Development and Characterisation of SGLT2 Monoclonal Antibodies

Abstract

Background: Chronic kidney disease (CKD) often leads to renal fibrosis, a condition marked by excessive extracellular matrix (ECM) deposition that disrupts kidney function and can result in end-stage renal disease (ESRD). The sodium-glucose cotransporter 2 (SGLT2), highly expressed in renal tubules, contributes to glucose reabsorption and is associated with CKD through its role in metabolic dysregulation and renal fibrosis. Targeting SGLT2 offers a tissue- specific approach for delivering therapeutic agents to reduce fibrosis. Current treatments lack tissue specificity and can cause systemic side effects, highlighting the need for targeted therapeutic strategies. Aims: To generate and characterise an SGLT2-targeting monoclonal antibody for reducing renal fibrosis in CKD and explore its therapeutic mechanism. Methods: Mice were immunised with an SGLT2-diphtheria toxin A (DTA) fusion protein. DTA was used to break immune tolerance against the self-protein SGLT2 by eliciting a stronger immune response. Spleen cells were harvested, RNA extracted, and cDNA created to generate a phage display library of fragment antigen-binding (Fab) antibody regions. Biopanning isolated high-affinity antibodies, followed by competitive ELISA to determine the binding epitopes. Full-length SGLT2 was transiently transfected into mammalian cells for validating antibody specificity through western blotting, while immunohistochemistry (IHC) on mouse kidney sections confirmed tissue-specific binding.

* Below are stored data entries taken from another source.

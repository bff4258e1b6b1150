//! Configuration types for image geometry, processing options, and scan
//! signals.
//!
//! The controller accepts these structs through the command queue and
//! validates them before rebuilding the acquisition geometry. Validation
//! failures never change state; the offending configuration is simply
//! rejected with a [`OctError::Config`](crate::error::OctError).

use serde::{Deserialize, Serialize};

use crate::error::{OctError, OctResult};

/// Repeat-aggregation mode for one scan axis.
#[derive(Clone, Copy, Debug, Default, PartialEq, Eq, Serialize, Deserialize)]
pub enum RepeatMode {
    /// Repeats are kept as-is.
    #[default]
    None,
    /// Repeats are averaged, compacting the axis by the repeat factor.
    Mean,
    /// Paired repeats are subtracted component-wise (absolute value).
    /// Only supported on the B axis with a repeat factor of 2.
    Diff,
}

/// Geometry of one camera scan and of the image extracted from it.
///
/// `alines_in_scan` A-lines arrive per scan period, delivered in
/// `alines_in_scan / alines_per_buffer` contiguous sub-buffers. The image
/// mask selects `alines_in_image` of them; flyback and turnaround lines are
/// discarded.
#[derive(Clone, Debug, Serialize, Deserialize)]
pub struct ImageConfig {
    /// Spectral samples per A-line.
    pub aline_size: usize,
    /// A-lines produced by the camera per scan period.
    pub alines_in_scan: usize,
    /// One flag per A-line in the scan; `true` keeps the line.
    pub image_mask: Vec<bool>,
    /// A-lines contributing to the image (number of `true` mask entries).
    pub alines_in_image: usize,
    /// A-lines per B-line, including any repeats.
    pub alines_per_bline: usize,
    /// A-lines delivered per grabber sub-buffer.
    pub alines_per_buffer: usize,
    /// Depth of the processed-frame ring.
    pub frames_to_buffer: usize,
    /// Consecutive repeats of each A-line position.
    pub n_aline_repeat: usize,
    /// Repeats of each B-line laid end to end within the B-line.
    pub n_bline_repeat: usize,
    /// First spatial voxel of the axial ROI.
    pub roi_offset: usize,
    /// Number of voxels in the axial ROI.
    pub roi_size: usize,
}

impl ImageConfig {
    /// Number of grabber sub-buffers that concatenate to one scan.
    pub fn buffers_per_frame(&self) -> usize {
        self.alines_in_scan / self.alines_per_buffer
    }

    /// Samples in one assembled raw frame (masked A-lines only).
    pub fn raw_frame_len(&self) -> usize {
        self.alines_in_image * self.aline_size
    }

    pub fn validate(&self) -> OctResult<()> {
        if self.aline_size == 0 || self.alines_in_scan == 0 || self.alines_in_image == 0 {
            return Err(OctError::Config("image dimensions must be nonzero".into()));
        }
        if self.alines_per_buffer == 0 || self.alines_in_scan % self.alines_per_buffer != 0 {
            return Err(OctError::Config(format!(
                "alines_in_scan ({}) must be a multiple of alines_per_buffer ({})",
                self.alines_in_scan, self.alines_per_buffer
            )));
        }
        if self.alines_per_bline == 0 || self.alines_in_image % self.alines_per_bline != 0 {
            return Err(OctError::Config(format!(
                "alines_in_image ({}) must be a multiple of alines_per_bline ({})",
                self.alines_in_image, self.alines_per_bline
            )));
        }
        if self.image_mask.len() != self.alines_in_scan {
            return Err(OctError::Config(format!(
                "image mask has {} entries for {} scan A-lines",
                self.image_mask.len(),
                self.alines_in_scan
            )));
        }
        let kept = self.image_mask.iter().filter(|&&m| m).count();
        if kept != self.alines_in_image {
            return Err(OctError::Config(format!(
                "image mask keeps {} A-lines, expected {}",
                kept, self.alines_in_image
            )));
        }
        let spatial = self.aline_size / 2 + 1;
        if self.roi_size == 0 || self.roi_offset + self.roi_size > spatial {
            return Err(OctError::Config(format!(
                "axial ROI [{}, {}) exceeds spatial A-line of {} voxels",
                self.roi_offset,
                self.roi_offset + self.roi_size,
                spatial
            )));
        }
        if self.frames_to_buffer == 0 {
            return Err(OctError::Config("frames_to_buffer must be nonzero".into()));
        }
        if self.n_aline_repeat == 0 || self.alines_per_bline % self.n_aline_repeat != 0 {
            return Err(OctError::Config(format!(
                "A-line repeat {} does not divide alines_per_bline {}",
                self.n_aline_repeat, self.alines_per_bline
            )));
        }
        if self.n_bline_repeat == 0 {
            return Err(OctError::Config("n_bline_repeat must be nonzero".into()));
        }
        Ok(())
    }
}

/// Per-A-line processing options.
#[derive(Clone, Debug, Serialize, Deserialize)]
pub struct ProcessingConfig {
    /// Estimate and subtract the mean spectrum of each frame.
    pub subtract_background: bool,
    /// Resample each spectrum from uniform wavelength to uniform wavenumber.
    pub interp: bool,
    /// Width coefficient of the resampling interval.
    pub interpdk: f64,
    /// Per-sample window applied before the FFT; length `aline_size`.
    pub apod_window: Vec<f32>,
    /// Aggregation of consecutive A-line repeats.
    pub aline_repeat_mode: RepeatMode,
    /// Aggregation of B-line repeats.
    pub bline_repeat_mode: RepeatMode,
    /// Running-mean depth across frames. Accepted for forward compatibility;
    /// has no effect on processing.
    pub n_frame_avg: usize,
}

impl ProcessingConfig {
    /// Validate against the image geometry the options will apply to.
    pub fn validate(&self, image: &ImageConfig) -> OctResult<()> {
        if self.apod_window.len() != image.aline_size {
            return Err(OctError::Config(format!(
                "apodization window has {} samples for A-line size {}",
                self.apod_window.len(),
                image.aline_size
            )));
        }
        if self.aline_repeat_mode == RepeatMode::Diff {
            return Err(OctError::Config(
                "A-line repeat differencing is not supported".into(),
            ));
        }
        if self.aline_repeat_mode == RepeatMode::Mean && image.n_aline_repeat < 2 {
            return Err(OctError::Config(
                "A-line repeat averaging requires n_aline_repeat > 1".into(),
            ));
        }
        if self.bline_repeat_mode == RepeatMode::Diff && image.n_bline_repeat != 2 {
            return Err(OctError::Config(
                "B-line differencing requires n_bline_repeat = 2".into(),
            ));
        }
        if self.bline_repeat_mode != RepeatMode::None {
            let bline = image.alines_per_bline / self.aline_factor(image);
            if bline % image.n_bline_repeat != 0 {
                return Err(OctError::Config(format!(
                    "B-line repeat {} does not divide the compacted B-line of {}",
                    image.n_bline_repeat, bline
                )));
            }
        }
        if self.n_frame_avg == 0 {
            return Err(OctError::Config("n_frame_avg must be at least 1".into()));
        }
        Ok(())
    }

    /// Compaction factor applied along the A axis.
    pub fn aline_factor(&self, image: &ImageConfig) -> usize {
        match self.aline_repeat_mode {
            RepeatMode::Mean => image.n_aline_repeat,
            _ => 1,
        }
    }

    /// Compaction factor applied along the B axis.
    pub fn bline_factor(&self, image: &ImageConfig) -> usize {
        match self.bline_repeat_mode {
            RepeatMode::Mean | RepeatMode::Diff => image.n_bline_repeat,
            RepeatMode::None => 1,
        }
    }
}

/// Galvanometer drive signals, one sample stream per analog-output channel.
///
/// The four signals are concatenated end to end and written to the DAC
/// grouped by channel, regenerating continuously at `sample_rate`.
#[derive(Clone, Debug, Serialize, Deserialize)]
pub struct ScanPattern {
    pub x: Vec<f64>,
    pub y: Vec<f64>,
    pub line_trigger: Vec<f64>,
    pub frame_trigger: Vec<f64>,
    /// DAC output rate in samples per second.
    pub sample_rate: f64,
    /// Camera line rate in Hz, used by callers to phase the triggers.
    pub line_rate: f64,
}

impl ScanPattern {
    pub fn len(&self) -> usize {
        self.x.len()
    }

    pub fn is_empty(&self) -> bool {
        self.x.is_empty()
    }

    pub fn validate(&self) -> OctResult<()> {
        let n = self.x.len();
        if n == 0 {
            return Err(OctError::Config("scan pattern is empty".into()));
        }
        if self.y.len() != n || self.line_trigger.len() != n || self.frame_trigger.len() != n {
            return Err(OctError::Config(
                "scan signal lengths do not match".into(),
            ));
        }
        if self.sample_rate <= 0.0 || self.line_rate <= 0.0 {
            return Err(OctError::Config("scan rates must be positive".into()));
        }
        Ok(())
    }
}

/// One contiguous run of kept A-lines inside a grabber sub-buffer.
#[derive(Clone, Copy, Debug, PartialEq, Eq)]
pub struct CopyBlock {
    /// First kept A-line, relative to the start of the sub-buffer.
    pub src_aline: usize,
    /// Destination A-line in the assembled raw frame.
    pub dst_aline: usize,
    /// Run length in A-lines.
    pub len: usize,
}

/// Geometry derived once per configuration and consulted every frame cycle.
#[derive(Clone, Debug)]
pub struct AcqGeometry {
    pub buffers_per_frame: usize,
    /// Copy blocks per sub-buffer, compiled from the image mask.
    pub copy_blocks: Vec<Vec<CopyBlock>>,
    pub raw_frame_len: usize,
    /// Full voxel capacity of a processed ring element.
    pub processed_capacity: usize,
    /// Voxels actually exported per frame after repeat aggregation.
    pub processed_frame_len: usize,
    pub n_blines: usize,
}

impl AcqGeometry {
    pub fn derive(image: &ImageConfig, processing: &ProcessingConfig) -> OctResult<Self> {
        image.validate()?;
        processing.validate(image)?;

        let per_buffer = image.alines_per_buffer;
        let mut copy_blocks = Vec::with_capacity(image.buffers_per_frame());
        let mut dst = 0usize;
        for chunk in image.image_mask.chunks(per_buffer) {
            let mut blocks = Vec::new();
            let mut run: Option<CopyBlock> = None;
            for (i, &keep) in chunk.iter().enumerate() {
                if keep {
                    match run.as_mut() {
                        Some(b) => b.len += 1,
                        None => {
                            run = Some(CopyBlock {
                                src_aline: i,
                                dst_aline: dst,
                                len: 1,
                            })
                        }
                    }
                    dst += 1;
                } else if let Some(b) = run.take() {
                    blocks.push(b);
                }
            }
            if let Some(b) = run.take() {
                blocks.push(b);
            }
            copy_blocks.push(blocks);
        }

        let compaction = processing.aline_factor(image) * processing.bline_factor(image);
        Ok(Self {
            buffers_per_frame: image.buffers_per_frame(),
            copy_blocks,
            raw_frame_len: image.raw_frame_len(),
            processed_capacity: image.alines_in_image * image.roi_size,
            processed_frame_len: image.alines_in_image * image.roi_size / compaction,
            n_blines: image.alines_in_image / image.alines_per_bline,
        })
    }
}

#[cfg(test)]
mod tests {
    use super::*;

    fn image(alines_in_scan: usize, alines_in_image: usize) -> ImageConfig {
        let mut mask = vec![false; alines_in_scan];
        for m in mask.iter_mut().take(alines_in_image) {
            *m = true;
        }
        ImageConfig {
            aline_size: 64,
            alines_in_scan,
            image_mask: mask,
            alines_in_image,
            alines_per_bline: alines_in_image,
            alines_per_buffer: alines_in_scan,
            frames_to_buffer: 4,
            n_aline_repeat: 1,
            n_bline_repeat: 1,
            roi_offset: 0,
            roi_size: 16,
        }
    }

    fn processing(aline_size: usize) -> ProcessingConfig {
        ProcessingConfig {
            subtract_background: false,
            interp: false,
            interpdk: 0.0,
            apod_window: vec![1.0; aline_size],
            aline_repeat_mode: RepeatMode::None,
            bline_repeat_mode: RepeatMode::None,
            n_frame_avg: 1,
        }
    }

    #[test]
    fn test_valid_config_passes() {
        assert!(image(16, 8).validate().is_ok());
    }

    #[test]
    fn test_indivisible_buffer_rejected() {
        let mut cfg = image(16, 8);
        cfg.alines_per_buffer = 5;
        assert!(cfg.validate().is_err());
    }

    #[test]
    fn test_roi_bound_rejected() {
        let mut cfg = image(16, 8);
        cfg.roi_offset = 30;
        cfg.roi_size = 10; // 30 + 10 > 64/2 + 1
        assert!(cfg.validate().is_err());
    }

    #[test]
    fn test_mask_cardinality_rejected() {
        let mut cfg = image(16, 8);
        cfg.image_mask[0] = false; // keeps 7, claims 8
        assert!(cfg.validate().is_err());
    }

    #[test]
    fn test_aline_diff_rejected() {
        let cfg = image(16, 8);
        let mut proc = processing(cfg.aline_size);
        proc.aline_repeat_mode = RepeatMode::Diff;
        assert!(proc.validate(&cfg).is_err());
    }

    #[test]
    fn test_bline_diff_requires_two_repeats() {
        let mut cfg = image(16, 8);
        cfg.n_bline_repeat = 3;
        let mut proc = processing(cfg.aline_size);
        proc.bline_repeat_mode = RepeatMode::Diff;
        assert!(proc.validate(&cfg).is_err());
        cfg.n_bline_repeat = 2;
        assert!(proc.validate(&cfg).is_ok());
    }

    #[test]
    fn test_mask_compiles_to_full_image() {
        // Alternating mask across two sub-buffers.
        let mut cfg = image(16, 8);
        cfg.alines_per_buffer = 8;
        for (i, m) in cfg.image_mask.iter_mut().enumerate() {
            *m = i % 2 == 0;
        }
        let geo = AcqGeometry::derive(&cfg, &processing(cfg.aline_size)).unwrap();
        assert_eq!(geo.buffers_per_frame, 2);
        let total: usize = geo
            .copy_blocks
            .iter()
            .flat_map(|b| b.iter())
            .map(|b| b.len)
            .sum();
        assert_eq!(total, cfg.alines_in_image);
        // Destination A-lines tile the image contiguously.
        let mut dst = 0;
        for block in geo.copy_blocks.iter().flatten() {
            assert_eq!(block.dst_aline, dst);
            dst += block.len;
        }
    }

    #[test]
    fn test_straight_copy_when_mask_is_full() {
        let mut cfg = image(16, 16);
        cfg.alines_per_buffer = 4;
        let geo = AcqGeometry::derive(&cfg, &processing(cfg.aline_size)).unwrap();
        assert_eq!(geo.buffers_per_frame, 4);
        for blocks in &geo.copy_blocks {
            assert_eq!(blocks.len(), 1);
            assert_eq!(blocks[0].len, 4);
            assert_eq!(blocks[0].src_aline, 0);
        }
    }

    #[test]
    fn test_processed_frame_len_with_repeats() {
        let mut cfg = image(16, 8);
        cfg.alines_per_bline = 8;
        cfg.n_aline_repeat = 2;
        cfg.n_bline_repeat = 2;
        let mut proc = processing(cfg.aline_size);
        proc.aline_repeat_mode = RepeatMode::Mean;
        proc.bline_repeat_mode = RepeatMode::Diff;
        let geo = AcqGeometry::derive(&cfg, &proc).unwrap();
        assert_eq!(geo.processed_capacity, 8 * 16);
        assert_eq!(geo.processed_frame_len, 8 * 16 / 4);
    }
}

Results: Several SGLT2-targeting Fab fragments were identified through phage display. Competitive ELISA and western blotting confirmed antibody specificity with minimal cross- reactivity. IHC demonstrated kidney-specific binding, while biotinylated Fab fragments exhibited high affinity and stability. The monoclonal antibody could be further developed to deliver anti-fibrotic agents to SGLT2-expressing renal tissues, potentially reducing ECM deposition and preserving kidney function. Conclusions: Monoclonal antibody fragments specifically targeting SGLT2 were successfully generated, suggesting a potential therapeutic approach for treating renal fibrosis in CKD. Further, in vivo studies are needed to explore their efficacy.